Directed by Kenny Ortega

For what it is, High School Musical 3, the first theatrical release of the highly successful Disney TV movie franchise, isn’t all that bad. It’s not going to win any Oscars, but then again, that’s not what director Kenny Ortega was reaching for. He’s aiming squarely at the pre-teens and teens who watched the first two High School Musical movies in droves — and bought the CD, and the DVDs, and the posters, and the comforter set, and the Zac Efron pillow to practice kissing at night.
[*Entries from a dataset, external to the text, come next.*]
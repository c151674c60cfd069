//! The patch format produced by [`ValueTree::get_changes`][crate::ValueTree::get_changes].
//!
//! A patch starts with a format byte. A replacement patch ([`REPLACE_FORMAT`]) is followed by the
//! complete new buffer. A diff patch ([`DIFF_FORMAT`]) is followed by a sequence of operations,
//! each starting with its own op byte:
//!
//! - Extract (`0x01`): a 32-bit offset and 32-bit length into the original buffer, whose bytes are
//!   copied to the output.
//! - Append (`0x02`): a 32-bit length followed by that many literal bytes for the output.
//!
//! All integers are little-endian.

use std::convert::TryFrom;

use byteorder::{LittleEndian, ReadBytesExt};

use crate::error::{Error, Result};

pub const DIFF_FORMAT: u8 = 0x01;
pub const REPLACE_FORMAT: u8 = 0x02;

const OP_EXTRACT: u8 = 0x01;
const OP_APPEND: u8 = 0x02;

/// One operation of a diff patch.
#[derive(Clone, Debug, PartialEq, Eq)]
pub enum PatchOp<'a> {
    /// Copy a range of the original buffer.
    Extract { offset: usize, len: usize },
    /// Emit these bytes.
    Append(&'a [u8]),
}

/// A patch, split by format.
#[derive(Clone, Debug)]
pub enum Patch<'a> {
    Diff(PatchReader<'a>),
    Replace(&'a [u8]),
}

impl<'a> Patch<'a> {
    pub fn read(patch: &'a [u8]) -> Result<Self> {
        let (&format, rest) = patch
            .split_first()
            .ok_or_else(|| Error::BadPatch(String::from("Patch is empty")))?;
        match format {
            DIFF_FORMAT => Ok(Patch::Diff(PatchReader::new(rest))),
            REPLACE_FORMAT => Ok(Patch::Replace(rest)),
            n => Err(Error::BadPatch(format!("Unknown patch format 0x{:x}", n))),
        }
    }
}

/// Iterator over the operations in the body of a diff patch. Stops after the first error.
#[derive(Clone, Debug)]
pub struct PatchReader<'a> {
    data: &'a [u8],
    errored: bool,
}

impl<'a> PatchReader<'a> {
    pub fn new(data: &'a [u8]) -> Self {
        Self {
            data,
            errored: false,
        }
    }

    fn read_u32(&mut self, step: &str) -> Result<usize> {
        self.data
            .read_u32::<LittleEndian>()
            .map(|n| n as usize)
            .map_err(|_| Error::BadPatch(format!("Patch ended while reading {}", step)))
    }

    fn parse_op(&mut self, op: u8) -> Result<PatchOp<'a>> {
        match op {
            OP_EXTRACT => {
                let offset = self.read_u32("extract offset")?;
                let len = self.read_u32("extract length")?;
                Ok(PatchOp::Extract { offset, len })
            }
            OP_APPEND => {
                let len = self.read_u32("append length")?;
                if len > self.data.len() {
                    return Err(Error::BadPatch(format!(
                        "Append of {} bytes, but only {} remain",
                        len,
                        self.data.len()
                    )));
                }
                let (bytes, rest) = self.data.split_at(len);
                self.data = rest;
                Ok(PatchOp::Append(bytes))
            }
            n => Err(Error::BadPatch(format!("Unknown patch op 0x{:x}", n))),
        }
    }
}

impl<'a> Iterator for PatchReader<'a> {
    type Item = Result<PatchOp<'a>>;

    fn next(&mut self) -> Option<Self::Item> {
        if self.errored {
            return None;
        }
        let (&op, data) = self.data.split_first()?;
        self.data = data;
        let result = self.parse_op(op);
        if result.is_err() {
            self.errored = true;
        }
        Some(result)
    }
}

/// Apply a patch to the buffer it was produced from.
pub fn apply_patch(original: &[u8], patch: &[u8]) -> Result<Vec<u8>> {
    match Patch::read(patch)? {
        Patch::Replace(bytes) => Ok(bytes.to_vec()),
        Patch::Diff(ops) => {
            let mut out = Vec::with_capacity(original.len());
            for op in ops {
                match op? {
                    PatchOp::Extract { offset, len } => {
                        let range = offset
                            .checked_add(len)
                            .and_then(|end| original.get(offset..end))
                            .ok_or_else(|| {
                                Error::BadPatch(format!(
                                    "Extract of {} bytes at {} runs past the original {} bytes",
                                    len,
                                    offset,
                                    original.len()
                                ))
                            })?;
                        out.extend_from_slice(range);
                    }
                    PatchOp::Append(bytes) => out.extend_from_slice(bytes),
                }
            }
            Ok(out)
        }
    }
}

fn patch_u32(n: usize, what: &str) -> Result<[u8; 4]> {
    u32::try_from(n)
        .map(u32::to_le_bytes)
        .map_err(|_| Error::BadPatch(format!("{} {} doesn't fit in a patch", what, n)))
}

pub(crate) fn write_extract(buf: &mut Vec<u8>, offset: usize, len: usize) -> Result<()> {
    buf.push(OP_EXTRACT);
    buf.extend_from_slice(&patch_u32(offset, "Offset")?);
    buf.extend_from_slice(&patch_u32(len, "Length")?);
    Ok(())
}

pub(crate) fn write_append(buf: &mut Vec<u8>, bytes: &[u8]) -> Result<()> {
    buf.push(OP_APPEND);
    buf.extend_from_slice(&patch_u32(bytes.len(), "Length")?);
    buf.extend_from_slice(bytes);
    Ok(())
}

#[cfg(test)]
mod test {
    use super::*;

    #[test]
    fn diff() {
        let original = b"hello, world";
        let mut patch = vec![DIFF_FORMAT];
        write_extract(&mut patch, 0, 7).unwrap();
        write_append(&mut patch, b"there").unwrap();
        assert_eq!(apply_patch(original, &patch).unwrap(), b"hello, there");

        match Patch::read(&patch).unwrap() {
            Patch::Diff(ops) => {
                let ops: Vec<_> = ops.collect::<Result<_>>().unwrap();
                assert_eq!(
                    ops,
                    vec![
                        PatchOp::Extract { offset: 0, len: 7 },
                        PatchOp::Append(b"there")
                    ]
                );
            }
            Patch::Replace(_) => panic!("Expected a diff patch"),
        }
    }

    #[test]
    fn replace() {
        let patch = [REPLACE_FORMAT, 1, 2, 3];
        assert_eq!(apply_patch(b"anything", &patch).unwrap(), vec![1, 2, 3]);
    }

    #[test]
    fn bad_patches() {
        assert!(apply_patch(b"abc", &[]).is_err());
        assert!(apply_patch(b"abc", &[0x07]).is_err());
        // Extract past the end
        let mut patch = vec![DIFF_FORMAT];
        write_extract(&mut patch, 2, 2).unwrap();
        assert!(matches!(apply_patch(b"abc", &patch), Err(Error::BadPatch(_))));
        // Truncated append
        let patch = [DIFF_FORMAT, OP_APPEND, 4, 0, 0, 0, 1];
        assert!(apply_patch(b"abc", &patch).is_err());
        // Unknown op
        let patch = [DIFF_FORMAT, 0x09];
        assert!(apply_patch(b"abc", &patch).is_err());
    }

    #[test]
    fn reader_stops_after_error() {
        let mut reader = PatchReader::new(&[0x09, OP_APPEND, 0, 0, 0, 0]);
        assert!(reader.next().unwrap().is_err());
        assert!(reader.next().is_none());
    }
}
For what he’s aiming at, Ortega squarely hits the mark, but I don’t know that it needed to be seen on a big screen, necessarily. To be honest, my daughter probably had more fun overall last year attending a High School Musical 2 party at a friend’s house with a gaggle of tween girls, where they dressed in High School Musical attire, decorated the house like East High School, made “Go Wildcats!” posters, and ate enough snacks to finance a political campaign
— but she still had a rollicking good time at the latest installment.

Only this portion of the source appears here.